WHAT IS EXPECTED
The entries should be restated word for word.

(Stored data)
//! Polygon assembly from shapefile records.

use geo::{Area, Coord, Intersects, LineString, MultiPolygon, Point, Polygon};
use shapefile::{PolygonRing, Shape};
use tracing::debug;

/// Convert one shapefile record into a multipolygon.
///
/// Non-polygon records (and null shapes) yield `None`.
pub fn shape_to_multipolygon(shape: &Shape) -> Option<MultiPolygon<f64>> {
    let polygons = match shape {
        Shape::Polygon(p) => rings_to_polygons(p.rings(), |pt| Coord { x: pt.x, y: pt.y }),
        Shape::PolygonM(p) => rings_to_polygons(p.rings(), |pt| Coord { x: pt.x, y: pt.y }),
        Shape::PolygonZ(p) => rings_to_polygons(p.rings(), |pt| Coord { x: pt.x, y: pt.y }),
        other => {
            debug!("Skipping non-polygon shape {:?}", other.shapetype());
            return None;
        }
    };

    if polygons.is_empty() {
        return None;
    }
    Some(MultiPolygon::new(polygons))
}

/// Group rings into polygons.
///
/// Each outer ring becomes a polygon shell. Each inner ring becomes a hole of
/// the smallest shell containing its first vertex, wherever it sits in the
/// record; a hole inside no shell falls back to the shell read before it.
pub fn rings_to_polygons<P, F>(rings: &[PolygonRing<P>], to_coord: F) -> Vec<Polygon<f64>>
where
    F: Fn(&P) -> Coord<f64>,
{
    let mut shells: Vec<Polygon<f64>> = Vec::new();
    let mut holes: Vec<(LineString<f64>, Option<usize>)> = Vec::new();

    for ring in rings {
        let coords: Vec<Coord<f64>> = ring.points().iter().map(&to_coord).collect();
        let Some(line) = close_ring(coords) else {
            continue;
        };

        match ring {
            PolygonRing::Outer(_) => shells.push(Polygon::new(line, Vec::new())),
            PolygonRing::Inner(_) => holes.push((line, shells.len().checked_sub(1))),
        }
    }

    // Holes with no shell at all are kept as shells
    if shells.is_empty() {
        return holes
            .into_iter()
            .map(|(line, _)| Polygon::new(line, Vec::new()))
            .collect();
    }

    let mut interiors: Vec<Vec<LineString<f64>>> = vec![Vec::new(); shells.len()];
    for (line, preceding) in holes {
        let anchor = Point::from(line.0[0]);
        let owner = shells
            .iter()
            .enumerate()
            .filter(|(_, shell)| shell.intersects(&anchor))
            .min_by(|(_, a), (_, b)| a.unsigned_area().total_cmp(&b.unsigned_area()))
            .map(|(i, _)| i)
            .or(preceding)
            .unwrap_or(0);
        interiors[owner].push(line);
    }

    shells
        .into_iter()
        .zip(interiors)
        .map(|(shell, holes)| {
            let (exterior, _) = shell.into_inner();
            Polygon::new(exterior, holes)
        })
        .collect()
}

/// Close the ring if needed, dropping degenerate ones
fn close_ring(mut ring: Vec<Coord<f64>>) -> Option<LineString<f64>> {
    if ring.len() < 3 {
        return None;
    }
    if ring.first() != ring.last() {
        ring.push(ring[0]);
    }
    if ring.len() < 4 {
        return None;
    }
    Some(LineString::new(ring))
}
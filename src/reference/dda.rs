//! DDA boundary loading from shapefiles and GeoJSON.

use geo::{Geometry, GeometryCollection, MultiPolygon};
use geojson::GeoJson;
use std::fs;
use std::path::Path;
use tracing::{debug, info, warn};

use super::crs::{epsg_from_crs_name, epsg_from_wkt, to_wgs84};
use super::open_error;
use super::shape::shape_to_multipolygon;
use crate::error::ReferenceError;
use crate::pip::{DdaZone, DdaZones, WGS84_EPSG};

/// Geometries as read from disk, before reprojection
struct RawZones {
    geometries: Vec<MultiPolygon<f64>>,
    epsg: u16,
}

/// Load DDA zones and normalize them to EPSG:4326.
///
/// `epsg_override` replaces whatever CRS the file declares.
pub fn load_dda_zones(
    path: &Path,
    epsg_override: Option<u16>,
) -> Result<DdaZones, ReferenceError> {
    info!("Loading DDA boundaries from {}", path.display());

    if !path.exists() {
        return Err(ReferenceError::Missing {
            path: path.to_path_buf(),
        });
    }

    let extension = path
        .extension()
        .and_then(|e| e.to_str())
        .map(|e| e.to_ascii_lowercase());

    let raw = match extension.as_deref() {
        Some("shp") => read_shapefile(path)?,
        Some("geojson") | Some("json") => read_geojson(path)?,
        _ => {
            return Err(ReferenceError::UnsupportedFormat {
                path: path.to_path_buf(),
            })
        }
    };

    let epsg = match epsg_override {
        Some(code) => {
            if code != raw.epsg {
                info!("Using EPSG:{} in place of declared EPSG:{}", code, raw.epsg);
            }
            code
        }
        None => raw.epsg,
    };

    let geometries = to_wgs84(raw.geometries, epsg)?;
    let zones = geometries.into_iter().map(DdaZone::new).collect();

    Ok(DdaZones::build(zones, epsg))
}

fn read_shapefile(path: &Path) -> Result<RawZones, ReferenceError> {
    let shapes = shapefile::read_shapes(path).map_err(|source| ReferenceError::Shapefile {
        path: path.to_path_buf(),
        source,
    })?;

    let total = shapes.len();
    let geometries: Vec<MultiPolygon<f64>> =
        shapes.iter().filter_map(shape_to_multipolygon).collect();

    if geometries.len() < total {
        debug!(
            "Skipped {} of {} shapefile records without polygon geometry",
            total - geometries.len(),
            total
        );
    }

    let prj = path.with_extension("prj");
    let epsg = if prj.exists() {
        let wkt = fs::read_to_string(&prj).map_err(|source| open_error(&prj, source))?;
        epsg_from_wkt(&wkt)?
    } else {
        warn!(
            "No .prj next to {}; assuming EPSG:{}",
            path.display(),
            WGS84_EPSG
        );
        WGS84_EPSG
    };

    Ok(RawZones { geometries, epsg })
}

fn read_geojson(path: &Path) -> Result<RawZones, ReferenceError> {
    let geojson_error = |message: String| ReferenceError::GeoJson {
        path: path.to_path_buf(),
        message,
    };

    let content = fs::read_to_string(path).map_err(|source| open_error(path, source))?;
    let value: serde_json::Value =
        serde_json::from_str(&content).map_err(|e| geojson_error(e.to_string()))?;

    // RFC 7946 drops `crs`; older exports still carry it
    let epsg = match value
        .get("crs")
        .and_then(|crs| crs.get("properties"))
        .and_then(|props| props.get("name"))
        .and_then(|name| name.as_str())
    {
        Some(name) => epsg_from_crs_name(name)?,
        None => WGS84_EPSG,
    };

    let geojson = GeoJson::from_json_value(value).map_err(|e| geojson_error(e.to_string()))?;
    let collection = GeometryCollection::<f64>::try_from(&geojson)
        .map_err(|e| geojson_error(e.to_string()))?;

    let mut geometries = Vec::new();
    for geometry in collection {
        match geometry {
            Geometry::Polygon(p) => geometries.push(MultiPolygon::new(vec![p])),
            Geometry::MultiPolygon(mp) => geometries.push(mp),
            other => debug!("Skipping non-polygon GeoJSON geometry {:?}", other),
        }
    }

    Ok(RawZones { geometries, epsg })
}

ANSWER TO THE EXERCISE
//! Polygon assembly from shapefile records.

use geo::{Area, Coord, Intersects, LineString, MultiPolygon, Point, Polygon};
use shapefile::{PolygonRing, Shape};
use tracing::debug;

/// Convert one shapefile record into a multipolygon.
///
/// Non-polygon records (and null shapes) yield `None`.
pub fn shape_to_multipolygon(shape: &Shape) -> Option<MultiPolygon<f64>> {
    let polygons = match shape {
        Shape::Polygon(p) => rings_to_polygons(p.rings(), |pt| Coord { x: pt.x, y: pt.y }),
        Shape::PolygonM(p) => rings_to_polygons(p.rings(), |pt| Coord { x: pt.x, y: pt.y }),
        Shape::PolygonZ(p) => rings_to_polygons(p.rings(), |pt| Coord { x: pt.x, y: pt.y }),
        other => {
            debug!("Skipping non-polygon shape {:?}", other.shapetype());
            return None;
        }
    };

    if polygons.is_empty() {
        return None;
    }
    Some(MultiPolygon::new(polygons))
}

/// Group rings into polygons.
///
/// Each outer ring becomes a polygon shell. Each inner ring becomes a hole of
/// the smallest shell containing its first vertex, wherever it sits in the
/// record; a hole inside no shell falls back to the shell read before it.
pub fn rings_to_polygons<P, F>(rings: &[PolygonRing<P>], to_coord: F) -> Vec<Polygon<f64>>
where
    F: Fn(&P) -> Coord<f64>,
{
    let mut shells: Vec<Polygon<f64>> = Vec::new();
    let mut holes: Vec<(LineString<f64>, Option<usize>)> = Vec::new();

    for ring in rings {
        let coords: Vec<Coord<f64>> = ring.points().iter().map(&to_coord).collect();
        let Some(line) = close_ring(coords) else {
            continue;
        };

        match ring {
            PolygonRing::Outer(_) => shells.push(Polygon::new(line, Vec::new())),
            PolygonRing::Inner(_) => holes.push((line, shells.len().checked_sub(1))),
        }
    }

    // Holes with no shell at all are kept as shells
    if shells.is_empty() {
        return holes
            .into_iter()
            .map(|(line, _)| Polygon::new(line, Vec::new()))
            .collect();
    }

    let mut interiors: Vec<Vec<LineString<f64>>> = vec![Vec::new(); shells.len()];
    for (line, preceding) in holes {
        let anchor = Point::from(line.0[0]);
        let owner = shells
            .iter()
            .enumerate()
            .filter(|(_, shell)| shell.intersects(&anchor))
            .min_by(|(_, a), (_, b)| a.unsigned_area().total_cmp(&b.unsigned_area()))
            .map(|(i, _)| i)
            .or(preceding)
            .unwrap_or(0);
        interiors[owner].push(line);
    }

    shells
        .into_iter()
        .zip(interiors)
        .map(|(shell, holes)| {
            let (exterior, _) = shell.into_inner();
            Polygon::new(exterior, holes)
        })
        .collect()
}

/// Close the ring if needed, dropping degenerate ones
fn close_ring(mut ring: Vec<Coord<f64>>) -> Option<LineString<f64>> {
    if ring.len() < 3 {
        return None;
    }
    if ring.first() != ring.last() {
        ring.push(ring[0]);
    }
    if ring.len() < 4 {
        return None;
    }
    Some(LineString::new(ring))
}
filename src/reference/dda.rs
//! DDA boundary loading from shapefiles and GeoJSON.

use geo::{Geometry, GeometryCollection, MultiPolygon};
use geojson::GeoJson;
use std::fs;
use std::path::Path;
use tracing::{debug, info, warn};

use super::crs::{epsg_from_crs_name, epsg_from_wkt, to_wgs84};
use super::open_error;
use super::shape::shape_to_multipolygon;
use crate::error::ReferenceError;
use crate::pip::{DdaZone, DdaZones, WGS84_EPSG};

/// Geometries as read from disk, before reprojection
struct RawZones {
    geometries: Vec<MultiPolygon<f64>>,
    epsg: u16,
}

/// Load DDA zones and normalize them to EPSG:4326.
///
/// `epsg_override` replaces whatever CRS the file declares.
pub fn load_dda_zones(
    path: &Path,
    epsg_override: Option<u16>,
) -> Result<DdaZones, ReferenceError> {
    info!("Loading DDA boundaries from {}", path.display());

    if !path.exists() {
        return Err(ReferenceError::Missing {
            path: path.to_path_buf(),
        });
    }

    let extension = path
        .extension()
        .and_then(|e| e.to_str())
        .map(|e| e.to_ascii_lowercase());

    let raw = match extension.as_deref() {
        Some("shp") => read_shapefile(path)?,
        Some("geojson") | Some("json") => read_geojson(path)?,
        _ => {
            return Err(ReferenceError::UnsupportedFormat {
                path: path.to_path_buf(),
            })
        }
    };

    let epsg = match epsg_override {
        Some(code) => {
            if code != raw.epsg {
                info!("Using EPSG:{} in place of declared EPSG:{}", code, raw.epsg);
            }
            code
        }
        None => raw.epsg,
    };

    let geometries = to_wgs84(raw.geometries, epsg)?;
    let zones = geometries.into_iter().map(DdaZone::new).collect();

    Ok(DdaZones::build(zones, epsg))
}

fn read_shapefile(path: &Path) -> Result<RawZones, ReferenceError> {
    let shapes = shapefile::read_shapes(path).map_err(|source| ReferenceError::Shapefile {
        path: path.to_path_buf(),
        source,
    })?;

    let total = shapes.len();
    let geometries: Vec<MultiPolygon<f64>> =
        shapes.iter().filter_map(shape_to_multipolygon).collect();

    if geometries.len() < total {
        debug!(
            "Skipped {} of {} shapefile records without polygon geometry",
            total - geometries.len(),
            total
        );
    }

    let prj = path.with_extension("prj");
    let epsg = if prj.exists() {
        let wkt = fs::read_to_string(&prj).map_err(|source| open_error(&prj, source))?;
        epsg_from_wkt(&wkt)?
    } else {
        warn!(
            "No .prj next to {}; assuming EPSG:{}",
            path.display(),
            WGS84_EPSG
        );
        WGS84_EPSG
    };

    Ok(RawZones { geometries, epsg })
}

fn read_geojson(path: &Path) -> Result<RawZones, ReferenceError> {
    let geojson_error = |message: String| ReferenceError::GeoJson {
        path: path.to_path_buf(),
        message,
    };

    let content = fs::read_to_string(path).map_err(|source| open_error(path, source))?;
    let value: serde_json::Value =
        serde_json::from_str(&content).map_err(|e| geojson_error(e.to_string()))?;

    // RFC 7946 drops `crs`; older exports still carry it
    let epsg = match value
        .get("crs")
        .and_then(|crs| crs.get("properties"))
        .and_then(|props| props.get("name"))
        .and_then(|name| name.as_str())
    {
        Some(name) => epsg_from_crs_name(name)?,
        None => WGS84_EPSG,
    };

    let geojson = GeoJson::from_json_value(value).map_err(|e| geojson_error(e.to_string()))?;
    let collection = GeometryCollection::<f64>::try_from(&geojson)
        .map_err(|e| geojson_error(e.to_string()))?;

    let mut geometries = Vec::new();
    for geometry in collection {
        match geometry {
            Geometry::Polygon(p) => geometries.push(MultiPolygon::new(vec![p])),
            Geometry::MultiPolygon(mp) => geometries.push(mp),
            other => debug!("Skipping non-polygon GeoJSON geometry {:?}", other),
        }
    }

    Ok(RawZones { geometries, epsg })
}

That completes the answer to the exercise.